▼

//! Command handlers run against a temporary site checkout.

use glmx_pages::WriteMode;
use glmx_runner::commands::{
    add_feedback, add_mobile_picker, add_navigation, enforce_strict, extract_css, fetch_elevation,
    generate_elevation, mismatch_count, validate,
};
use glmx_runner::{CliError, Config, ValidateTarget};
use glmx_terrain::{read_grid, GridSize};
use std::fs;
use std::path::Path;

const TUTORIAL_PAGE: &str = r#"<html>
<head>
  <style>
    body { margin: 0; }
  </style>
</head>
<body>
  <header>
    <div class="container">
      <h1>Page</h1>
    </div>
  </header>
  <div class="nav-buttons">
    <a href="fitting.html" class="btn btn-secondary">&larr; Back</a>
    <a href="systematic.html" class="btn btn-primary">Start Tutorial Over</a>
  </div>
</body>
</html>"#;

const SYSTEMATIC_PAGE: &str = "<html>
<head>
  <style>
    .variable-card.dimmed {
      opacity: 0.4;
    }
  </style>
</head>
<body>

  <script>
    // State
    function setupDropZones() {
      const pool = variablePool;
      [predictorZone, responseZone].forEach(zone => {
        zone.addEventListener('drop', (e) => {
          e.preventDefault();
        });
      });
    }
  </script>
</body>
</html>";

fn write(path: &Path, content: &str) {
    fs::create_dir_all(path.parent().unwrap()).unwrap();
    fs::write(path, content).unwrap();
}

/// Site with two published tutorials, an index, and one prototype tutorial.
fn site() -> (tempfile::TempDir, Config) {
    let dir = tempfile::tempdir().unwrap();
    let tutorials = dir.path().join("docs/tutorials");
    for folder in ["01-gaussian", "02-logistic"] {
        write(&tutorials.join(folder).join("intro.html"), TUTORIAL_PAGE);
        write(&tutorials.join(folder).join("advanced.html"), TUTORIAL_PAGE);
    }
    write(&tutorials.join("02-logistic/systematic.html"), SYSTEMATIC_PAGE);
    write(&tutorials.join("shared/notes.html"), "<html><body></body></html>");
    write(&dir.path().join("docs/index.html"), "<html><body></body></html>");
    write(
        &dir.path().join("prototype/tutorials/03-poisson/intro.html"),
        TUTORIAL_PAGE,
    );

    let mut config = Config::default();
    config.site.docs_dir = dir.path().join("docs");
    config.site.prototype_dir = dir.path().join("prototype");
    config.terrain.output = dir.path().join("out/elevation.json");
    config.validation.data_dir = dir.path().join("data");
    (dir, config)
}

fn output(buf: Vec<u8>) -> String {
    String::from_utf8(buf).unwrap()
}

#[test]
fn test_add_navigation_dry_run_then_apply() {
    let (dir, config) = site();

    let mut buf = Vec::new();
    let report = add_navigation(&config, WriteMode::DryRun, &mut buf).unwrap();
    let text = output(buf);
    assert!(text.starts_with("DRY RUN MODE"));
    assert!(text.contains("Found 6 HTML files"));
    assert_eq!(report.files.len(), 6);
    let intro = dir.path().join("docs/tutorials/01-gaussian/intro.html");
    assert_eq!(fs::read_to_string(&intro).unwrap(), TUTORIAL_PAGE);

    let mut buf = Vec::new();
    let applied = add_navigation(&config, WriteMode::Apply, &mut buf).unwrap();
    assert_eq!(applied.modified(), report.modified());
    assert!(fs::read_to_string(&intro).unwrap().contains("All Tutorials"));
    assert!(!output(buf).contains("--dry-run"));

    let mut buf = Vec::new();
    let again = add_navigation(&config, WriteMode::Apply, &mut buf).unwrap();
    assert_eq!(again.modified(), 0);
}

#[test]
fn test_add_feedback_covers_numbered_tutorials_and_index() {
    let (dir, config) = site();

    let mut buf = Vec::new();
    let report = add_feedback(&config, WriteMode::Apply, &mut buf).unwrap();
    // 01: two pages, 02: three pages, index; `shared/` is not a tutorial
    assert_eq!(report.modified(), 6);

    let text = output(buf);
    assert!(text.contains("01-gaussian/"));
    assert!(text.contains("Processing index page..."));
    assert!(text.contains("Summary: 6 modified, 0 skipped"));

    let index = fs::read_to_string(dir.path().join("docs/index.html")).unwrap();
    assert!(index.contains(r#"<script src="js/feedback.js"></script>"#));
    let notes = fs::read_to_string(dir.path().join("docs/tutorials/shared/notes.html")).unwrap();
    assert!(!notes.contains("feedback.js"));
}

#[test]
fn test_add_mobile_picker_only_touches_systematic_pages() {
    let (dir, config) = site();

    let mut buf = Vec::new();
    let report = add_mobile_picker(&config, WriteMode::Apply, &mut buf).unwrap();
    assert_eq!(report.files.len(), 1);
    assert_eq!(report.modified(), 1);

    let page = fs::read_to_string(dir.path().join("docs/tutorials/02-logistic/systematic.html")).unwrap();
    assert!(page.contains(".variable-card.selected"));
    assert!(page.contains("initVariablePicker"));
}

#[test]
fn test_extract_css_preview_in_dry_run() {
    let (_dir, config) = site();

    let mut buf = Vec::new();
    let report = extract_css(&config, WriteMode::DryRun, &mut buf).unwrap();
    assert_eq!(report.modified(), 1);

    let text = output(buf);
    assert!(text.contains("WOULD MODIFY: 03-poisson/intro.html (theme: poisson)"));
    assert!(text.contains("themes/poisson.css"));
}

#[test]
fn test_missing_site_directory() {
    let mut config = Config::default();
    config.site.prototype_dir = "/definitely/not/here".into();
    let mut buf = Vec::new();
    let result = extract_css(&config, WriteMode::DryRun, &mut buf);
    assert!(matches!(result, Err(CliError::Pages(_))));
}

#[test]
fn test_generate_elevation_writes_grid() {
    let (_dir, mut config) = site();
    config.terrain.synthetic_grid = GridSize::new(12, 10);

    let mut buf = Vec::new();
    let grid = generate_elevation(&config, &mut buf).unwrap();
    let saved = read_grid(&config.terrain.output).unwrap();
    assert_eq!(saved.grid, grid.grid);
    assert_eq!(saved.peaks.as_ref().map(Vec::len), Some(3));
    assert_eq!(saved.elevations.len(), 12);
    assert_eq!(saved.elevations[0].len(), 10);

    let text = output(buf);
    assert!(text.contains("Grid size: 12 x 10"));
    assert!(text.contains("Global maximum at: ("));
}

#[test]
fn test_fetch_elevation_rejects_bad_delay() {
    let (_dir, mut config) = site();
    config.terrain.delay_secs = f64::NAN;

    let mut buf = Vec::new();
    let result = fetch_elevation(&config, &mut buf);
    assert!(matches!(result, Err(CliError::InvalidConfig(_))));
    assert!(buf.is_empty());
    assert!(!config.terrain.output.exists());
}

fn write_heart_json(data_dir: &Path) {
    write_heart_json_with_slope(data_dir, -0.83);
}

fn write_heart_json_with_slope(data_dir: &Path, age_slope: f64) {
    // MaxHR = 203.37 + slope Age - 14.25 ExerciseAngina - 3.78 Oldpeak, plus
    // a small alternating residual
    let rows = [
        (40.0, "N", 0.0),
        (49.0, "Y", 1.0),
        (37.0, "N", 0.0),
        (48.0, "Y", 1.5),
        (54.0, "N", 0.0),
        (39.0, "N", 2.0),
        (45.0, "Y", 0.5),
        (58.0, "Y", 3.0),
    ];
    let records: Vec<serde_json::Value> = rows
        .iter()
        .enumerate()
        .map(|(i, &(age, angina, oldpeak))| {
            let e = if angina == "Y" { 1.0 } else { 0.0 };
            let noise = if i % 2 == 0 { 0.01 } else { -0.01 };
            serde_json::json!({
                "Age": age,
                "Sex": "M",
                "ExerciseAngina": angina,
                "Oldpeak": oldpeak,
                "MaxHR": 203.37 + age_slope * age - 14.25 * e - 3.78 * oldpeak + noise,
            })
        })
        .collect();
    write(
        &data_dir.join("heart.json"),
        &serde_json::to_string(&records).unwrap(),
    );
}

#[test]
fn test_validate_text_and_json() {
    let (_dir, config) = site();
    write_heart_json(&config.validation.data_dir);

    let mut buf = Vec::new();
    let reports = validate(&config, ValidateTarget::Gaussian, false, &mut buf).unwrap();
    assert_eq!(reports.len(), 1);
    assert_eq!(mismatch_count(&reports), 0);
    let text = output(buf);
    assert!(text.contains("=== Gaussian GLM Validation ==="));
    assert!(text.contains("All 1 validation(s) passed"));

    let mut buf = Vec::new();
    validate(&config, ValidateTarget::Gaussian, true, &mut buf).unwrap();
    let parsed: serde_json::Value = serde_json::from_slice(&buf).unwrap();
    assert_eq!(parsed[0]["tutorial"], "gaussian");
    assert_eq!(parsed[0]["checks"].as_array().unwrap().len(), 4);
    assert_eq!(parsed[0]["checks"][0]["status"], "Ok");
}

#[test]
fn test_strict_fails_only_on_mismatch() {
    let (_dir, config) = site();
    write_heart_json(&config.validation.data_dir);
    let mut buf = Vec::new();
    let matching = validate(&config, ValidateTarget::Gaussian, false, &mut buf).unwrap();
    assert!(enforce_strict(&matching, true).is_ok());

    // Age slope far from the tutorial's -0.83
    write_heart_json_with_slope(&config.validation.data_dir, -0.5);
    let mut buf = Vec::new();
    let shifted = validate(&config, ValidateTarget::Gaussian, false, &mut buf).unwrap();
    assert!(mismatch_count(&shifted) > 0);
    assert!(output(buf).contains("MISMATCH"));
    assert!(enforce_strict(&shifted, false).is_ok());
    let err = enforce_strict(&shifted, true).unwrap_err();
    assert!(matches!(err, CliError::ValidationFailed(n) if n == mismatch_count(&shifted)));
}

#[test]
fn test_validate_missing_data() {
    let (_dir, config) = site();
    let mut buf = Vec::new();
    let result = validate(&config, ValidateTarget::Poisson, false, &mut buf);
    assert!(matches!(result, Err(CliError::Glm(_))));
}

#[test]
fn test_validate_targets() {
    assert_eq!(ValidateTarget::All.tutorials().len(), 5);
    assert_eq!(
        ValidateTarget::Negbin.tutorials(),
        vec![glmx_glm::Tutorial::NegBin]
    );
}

▲
▼

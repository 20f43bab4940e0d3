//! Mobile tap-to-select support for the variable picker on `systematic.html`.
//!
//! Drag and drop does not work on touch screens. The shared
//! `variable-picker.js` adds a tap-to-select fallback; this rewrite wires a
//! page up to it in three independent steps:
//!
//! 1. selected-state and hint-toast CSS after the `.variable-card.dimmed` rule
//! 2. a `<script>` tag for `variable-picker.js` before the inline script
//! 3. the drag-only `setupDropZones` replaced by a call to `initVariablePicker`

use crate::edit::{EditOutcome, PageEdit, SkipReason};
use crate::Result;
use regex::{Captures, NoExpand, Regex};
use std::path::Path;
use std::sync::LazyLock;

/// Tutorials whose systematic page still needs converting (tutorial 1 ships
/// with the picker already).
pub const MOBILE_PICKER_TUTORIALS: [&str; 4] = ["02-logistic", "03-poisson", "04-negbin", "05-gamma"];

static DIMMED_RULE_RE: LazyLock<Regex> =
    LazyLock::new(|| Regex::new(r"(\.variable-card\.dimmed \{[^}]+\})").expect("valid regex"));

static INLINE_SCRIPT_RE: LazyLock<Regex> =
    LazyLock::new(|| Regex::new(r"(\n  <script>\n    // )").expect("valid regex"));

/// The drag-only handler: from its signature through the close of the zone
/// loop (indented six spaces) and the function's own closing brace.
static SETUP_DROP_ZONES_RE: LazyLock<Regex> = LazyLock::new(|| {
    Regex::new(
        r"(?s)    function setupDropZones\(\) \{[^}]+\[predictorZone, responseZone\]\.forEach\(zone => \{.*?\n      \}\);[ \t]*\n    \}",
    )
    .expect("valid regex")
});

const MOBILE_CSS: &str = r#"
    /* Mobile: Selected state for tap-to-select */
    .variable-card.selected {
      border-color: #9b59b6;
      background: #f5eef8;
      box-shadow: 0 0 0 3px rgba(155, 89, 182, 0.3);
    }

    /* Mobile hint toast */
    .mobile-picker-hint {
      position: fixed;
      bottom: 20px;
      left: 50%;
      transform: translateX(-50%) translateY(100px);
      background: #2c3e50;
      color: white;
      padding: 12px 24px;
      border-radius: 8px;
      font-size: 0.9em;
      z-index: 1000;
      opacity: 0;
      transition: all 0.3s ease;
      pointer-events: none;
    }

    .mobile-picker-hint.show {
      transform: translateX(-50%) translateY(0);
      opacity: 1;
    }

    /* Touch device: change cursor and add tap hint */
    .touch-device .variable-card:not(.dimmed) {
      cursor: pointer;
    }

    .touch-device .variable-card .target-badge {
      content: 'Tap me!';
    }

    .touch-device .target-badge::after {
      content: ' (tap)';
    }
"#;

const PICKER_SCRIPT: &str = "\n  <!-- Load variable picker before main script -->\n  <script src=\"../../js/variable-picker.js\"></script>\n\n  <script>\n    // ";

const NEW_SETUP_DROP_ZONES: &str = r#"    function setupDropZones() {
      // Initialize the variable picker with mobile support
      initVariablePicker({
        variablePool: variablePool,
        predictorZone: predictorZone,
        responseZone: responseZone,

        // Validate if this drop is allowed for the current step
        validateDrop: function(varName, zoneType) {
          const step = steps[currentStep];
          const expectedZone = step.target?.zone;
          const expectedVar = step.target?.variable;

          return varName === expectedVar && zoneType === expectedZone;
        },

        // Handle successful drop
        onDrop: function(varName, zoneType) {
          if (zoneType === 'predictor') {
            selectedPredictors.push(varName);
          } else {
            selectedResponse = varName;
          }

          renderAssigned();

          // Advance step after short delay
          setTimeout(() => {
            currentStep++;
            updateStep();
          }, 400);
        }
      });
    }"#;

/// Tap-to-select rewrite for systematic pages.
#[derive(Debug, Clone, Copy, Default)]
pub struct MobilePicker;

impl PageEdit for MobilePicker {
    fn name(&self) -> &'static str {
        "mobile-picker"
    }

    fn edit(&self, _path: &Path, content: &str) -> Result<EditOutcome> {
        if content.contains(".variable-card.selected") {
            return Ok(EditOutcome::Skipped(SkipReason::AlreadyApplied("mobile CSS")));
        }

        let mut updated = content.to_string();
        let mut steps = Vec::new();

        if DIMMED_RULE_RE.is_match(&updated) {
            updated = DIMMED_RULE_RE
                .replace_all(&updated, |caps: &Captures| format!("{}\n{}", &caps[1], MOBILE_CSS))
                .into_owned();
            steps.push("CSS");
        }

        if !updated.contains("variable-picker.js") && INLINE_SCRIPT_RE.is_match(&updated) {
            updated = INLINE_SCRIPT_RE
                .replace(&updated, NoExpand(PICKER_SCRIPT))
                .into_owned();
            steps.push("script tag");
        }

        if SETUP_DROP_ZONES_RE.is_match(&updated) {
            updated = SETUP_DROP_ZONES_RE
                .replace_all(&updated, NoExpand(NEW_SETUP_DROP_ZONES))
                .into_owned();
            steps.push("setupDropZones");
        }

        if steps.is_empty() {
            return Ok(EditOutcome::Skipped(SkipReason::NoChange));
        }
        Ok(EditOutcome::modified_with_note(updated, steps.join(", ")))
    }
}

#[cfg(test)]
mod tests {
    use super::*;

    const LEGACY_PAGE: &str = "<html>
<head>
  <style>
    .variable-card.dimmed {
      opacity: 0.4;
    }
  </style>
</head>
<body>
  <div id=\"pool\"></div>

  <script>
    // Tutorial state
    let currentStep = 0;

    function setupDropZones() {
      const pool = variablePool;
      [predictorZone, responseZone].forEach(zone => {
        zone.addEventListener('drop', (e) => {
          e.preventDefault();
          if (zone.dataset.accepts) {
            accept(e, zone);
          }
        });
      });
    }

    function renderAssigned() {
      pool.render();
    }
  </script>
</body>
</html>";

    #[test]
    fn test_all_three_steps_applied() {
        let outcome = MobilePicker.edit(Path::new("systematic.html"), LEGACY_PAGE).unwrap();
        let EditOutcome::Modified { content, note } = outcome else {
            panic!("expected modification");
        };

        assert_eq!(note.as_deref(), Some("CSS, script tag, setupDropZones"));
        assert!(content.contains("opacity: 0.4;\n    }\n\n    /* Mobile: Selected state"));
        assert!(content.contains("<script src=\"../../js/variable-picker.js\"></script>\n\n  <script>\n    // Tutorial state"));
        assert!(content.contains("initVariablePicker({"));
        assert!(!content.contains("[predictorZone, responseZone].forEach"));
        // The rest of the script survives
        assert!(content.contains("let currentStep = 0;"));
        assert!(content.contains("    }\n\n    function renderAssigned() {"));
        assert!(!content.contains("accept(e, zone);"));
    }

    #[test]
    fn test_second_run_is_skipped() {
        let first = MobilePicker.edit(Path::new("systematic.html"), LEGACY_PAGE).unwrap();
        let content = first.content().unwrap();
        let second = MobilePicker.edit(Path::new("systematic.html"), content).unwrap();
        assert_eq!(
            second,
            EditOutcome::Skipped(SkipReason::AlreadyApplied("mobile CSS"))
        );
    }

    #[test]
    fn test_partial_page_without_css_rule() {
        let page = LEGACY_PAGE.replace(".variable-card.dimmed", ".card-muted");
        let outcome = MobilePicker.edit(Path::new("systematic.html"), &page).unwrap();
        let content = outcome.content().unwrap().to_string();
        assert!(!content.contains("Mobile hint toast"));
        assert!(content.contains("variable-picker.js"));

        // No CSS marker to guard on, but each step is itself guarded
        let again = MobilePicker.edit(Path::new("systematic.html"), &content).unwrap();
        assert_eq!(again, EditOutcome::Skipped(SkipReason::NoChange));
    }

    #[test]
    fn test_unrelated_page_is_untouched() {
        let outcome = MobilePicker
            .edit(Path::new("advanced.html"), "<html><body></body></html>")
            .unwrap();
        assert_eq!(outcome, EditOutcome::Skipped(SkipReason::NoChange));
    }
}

▲

● Prompt
Return only the lines of the records in which the string "class" appears.

● Your response
    <div class="container">
  <div class="nav-buttons">
    <a href="fitting.html" class="btn btn-secondary">&larr; Back</a>
    <a href="systematic.html" class="btn btn-primary">Start Tutorial Over</a>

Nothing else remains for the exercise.